[Work instruction]
Repeat the material below. Keep every line exactly as written.

[Provided information]
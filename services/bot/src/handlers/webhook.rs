//! Provider webhook endpoint.
//!
//! The HMAC signature over the raw body is checked before anything is
//! parsed; a bad or missing signature is a 401. After that the endpoint
//! always answers 200 so the provider stops re-delivering: crediting is
//! idempotent and a transient processing failure heals on the next retry
//! or poll.

use axum::body::Bytes;
use axum::extract::State;
use axum::http::{HeaderMap, StatusCode};

use crate::cryptopay::webhook::{parse_update, verify_signature, SIGNATURE_HEADER};
use crate::state::AppState;

pub async fn cryptopay_webhook(
    State(state): State<AppState>,
    headers: HeaderMap,
    body: Bytes,
) -> StatusCode {
    let signature = headers
        .get(SIGNATURE_HEADER)
        .and_then(|v| v.to_str().ok())
        .unwrap_or_default();

    if !verify_signature(&state.config.cryptopay.webhook_secret, &body, signature) {
        tracing::warn!("Webhook rejected: bad signature");
        metrics::counter!("webhook_bad_signature_total").increment(1);
        return StatusCode::UNAUTHORIZED;
    }

    let update = match parse_update(&body) {
        Ok(update) => update,
        Err(e) => {
            tracing::warn!(error = %e, "Webhook body unparseable");
            return StatusCode::OK;
        }
    };

    if !update.is_invoice_paid() {
        tracing::debug!(update_type = %update.update_type, "Ignoring webhook update");
        return StatusCode::OK;
    }

    match state.deposits.on_invoice_paid(update.payload.invoice_id).await {
        Ok(Some(credited)) if credited.duplicate => {
            tracing::debug!(
                invoice_id = update.payload.invoice_id,
                "Webhook replay, already credited"
            );
        }
        Ok(Some(_)) => {}
        Ok(None) => {}
        Err(e) => {
            // Still 200: the reference index makes the retry safe.
            tracing::error!(
                invoice_id = update.payload.invoice_id,
                error = %e,
                "Webhook credit failed, awaiting redelivery"
            );
        }
    }
    StatusCode::OK
}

[Reply]
filename services/bot/src/handlers/webhook.rs
//! Provider webhook endpoint.
//!
//! The HMAC signature over the raw body is checked before anything is
//! parsed; a bad or missing signature is a 401. After that the endpoint
//! always answers 200 so the provider stops re-delivering: crediting is
//! idempotent and a transient processing failure heals on the next retry
//! or poll.

use axum::body::Bytes;
use axum::extract::State;
use axum::http::{HeaderMap, StatusCode};

use crate::cryptopay::webhook::{parse_update, verify_signature, SIGNATURE_HEADER};
use crate::state::AppState;

pub async fn cryptopay_webhook(
    State(state): State<AppState>,
    headers: HeaderMap,
    body: Bytes,
) -> StatusCode {
    let signature = headers
        .get(SIGNATURE_HEADER)
        .and_then(|v| v.to_str().ok())
        .unwrap_or_default();

    if !verify_signature(&state.config.cryptopay.webhook_secret, &body, signature) {
        tracing::warn!("Webhook rejected: bad signature");
        metrics::counter!("webhook_bad_signature_total").increment(1);
        return StatusCode::UNAUTHORIZED;
    }

    let update = match parse_update(&body) {
        Ok(update) => update,
        Err(e) => {
            tracing::warn!(error = %e, "Webhook body unparseable");
            return StatusCode::OK;
        }
    };

    if !update.is_invoice_paid() {
        tracing::debug!(update_type = %update.update_type, "Ignoring webhook update");
        return StatusCode::OK;
    }

    match state.deposits.on_invoice_paid(update.payload.invoice_id).await {
        Ok(Some(credited)) if credited.duplicate => {
            tracing::debug!(
                invoice_id = update.payload.invoice_id,
                "Webhook replay, already credited"
            );
        }
        Ok(Some(_)) => {}
        Ok(None) => {}
        Err(e) => {
            // Still 200: the reference index makes the retry safe.
            tracing::error!(
                invoice_id = update.payload.invoice_id,
                error = %e,
                "Webhook credit failed, awaiting redelivery"
            );
        }
    }
    StatusCode::OK
}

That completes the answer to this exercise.